*** Opening of Data to examine ***

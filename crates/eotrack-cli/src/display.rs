//! Vertical card display for exported executive orders.
//!
//! Renders one aggregated record as grouped, human-readable sections:
//! identity, sources, impact consensus, institution guidance, analysis.

use std::io::{self, Write};

use eotrack_core::ExportedDocument;
use eotrack_core::impact::ConsensusImpact;

const MAX_LIST_ITEMS: usize = 10;
const MAX_TEXT_WIDTH: usize = 100;

// ── Public API ──

/// Print an exported record to stdout.
pub fn print_document_card(doc: &ExportedDocument) -> anyhow::Result<()> {
    let stdout = io::stdout();
    let mut out = stdout.lock();
    write_document_card(&mut out, doc)?;
    Ok(())
}

/// Write an exported record as a vertical card grouped by section.
pub fn write_document_card<W: Write>(out: &mut W, doc: &ExportedDocument) -> io::Result<()> {
    let base = &doc.document;
    writeln!(out, "=== {} ===", base.id)?;
    if !base.title.is_empty() {
        writeln!(out, "{}", base.title)?;
    }
    writeln!(out)?;

    write_identity(out, doc)?;
    write_sources(out, doc)?;
    write_impact_areas(out, doc)?;
    write_guidance(out, doc)?;
    write_analysis(out, doc)?;
    Ok(())
}

// ── Section rendering ──

fn field<W: Write>(out: &mut W, name: &str, value: &str) -> io::Result<()> {
    if value.is_empty() {
        return Ok(());
    }
    writeln!(out, "  {:<26} {}", name, value)
}

fn write_identity<W: Write>(out: &mut W, doc: &ExportedDocument) -> io::Result<()> {
    let base = &doc.document;
    writeln!(out, "Identity")?;
    field(out, "signing_date", base.signing_date.as_deref().unwrap_or(""))?;
    field(out, "publication_date", base.publication_date.as_deref().unwrap_or(""))?;
    field(out, "impact_level", base.impact_level.as_deref().unwrap_or(""))?;
    writeln!(out)
}

fn write_sources<W: Write>(out: &mut W, doc: &ExportedDocument) -> io::Result<()> {
    if doc.sources.is_empty() {
        return Ok(());
    }
    writeln!(out, "Sources ({})", doc.sources.len())?;
    for source in doc.sources.iter().take(MAX_LIST_ITEMS) {
        let refs = doc
            .source_insights
            .get(&source.abbreviation)
            .map(|i| i.reference_count)
            .unwrap_or(0);
        writeln!(
            out,
            "  {:<10} {:<40} {} refs  {}",
            source.abbreviation,
            shorten(&source.name, 40),
            refs,
            source.fetch_date
        )?;
    }
    if doc.sources.len() > MAX_LIST_ITEMS {
        writeln!(out, "  ... and {} more", doc.sources.len() - MAX_LIST_ITEMS)?;
    }
    writeln!(out)
}

fn write_impact_areas<W: Write>(out: &mut W, doc: &ExportedDocument) -> io::Result<()> {
    writeln!(out, "Impact Consensus")?;
    for (name, area) in &doc.source_aware_impact_analysis {
        writeln!(
            out,
            "  {:<32} {:<9} {}",
            shorten(name, 32),
            area.consensus_rating,
            perspective_tally(area)
        )?;
        for p in area.perspectives.iter().take(MAX_LIST_ITEMS) {
            if p.insight.is_empty() {
                writeln!(out, "    [{}] {}", p.source, p.impact)?;
            } else {
                writeln!(out, "    [{}] {}: {}", p.source, p.impact, shorten(&p.insight, MAX_TEXT_WIDTH))?;
            }
        }
    }
    writeln!(out)
}

fn perspective_tally(area: &ConsensusImpact) -> String {
    match area.perspectives.len() {
        0 => "(no sources)".to_string(),
        1 => "(1 source)".to_string(),
        n => format!("({n} sources)"),
    }
}

fn write_guidance<W: Write>(out: &mut W, doc: &ExportedDocument) -> io::Result<()> {
    if doc.institution_specific_guidance.is_empty() {
        return Ok(());
    }
    writeln!(out, "Institution Guidance")?;
    for (inst, guidance) in &doc.institution_specific_guidance {
        writeln!(out, "  {} (relevance {}/10)", inst, guidance.relevance_score)?;
        for item in guidance.action_items.iter().take(MAX_LIST_ITEMS) {
            write!(out, "    - {} [{}]", item.title, item.source)?;
            if let Some(deadline) = &item.deadline {
                write!(out, "  due {}", deadline)?;
            }
            writeln!(out)?;
        }
        if guidance.action_items.len() > MAX_LIST_ITEMS {
            writeln!(out, "    ... and {} more", guidance.action_items.len() - MAX_LIST_ITEMS)?;
        }
        for note in &guidance.exemptions {
            writeln!(out, "    * {}", note)?;
        }
    }
    writeln!(out)
}

fn write_analysis<W: Write>(out: &mut W, doc: &ExportedDocument) -> io::Result<()> {
    let analysis = &doc.integrated_analysis;
    writeln!(out, "Analysis")?;
    field(out, "summary", &shorten(&analysis.summary, MAX_TEXT_WIDTH))?;
    for (code, excerpt) in &analysis.source_contributions {
        field(out, code, &shorten(excerpt, MAX_TEXT_WIDTH))?;
    }
    if !analysis.key_perspectives.is_empty() {
        writeln!(out, "  key perspectives ({}):", analysis.key_perspectives.len())?;
        for kp in &analysis.key_perspectives {
            writeln!(out, "    [{}] {}", kp.source, kp.teaser)?;
        }
    }
    writeln!(out)
}

// ── Helpers ──

/// Truncate to `max` characters, marking the cut with "...".
fn shorten(s: &str, max: usize) -> String {
    if s.chars().count() <= max {
        return s.to_string();
    }
    let keep = max.saturating_sub(3);
    let mut out: String = s.chars().take(keep).collect();
    out.push_str("...");
    out
}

*** Close of Data to examine ***

**Exercise description**: Count the lines in these records that hold the string "display". Only the number is wanted.

**Solution to the exercise**: 2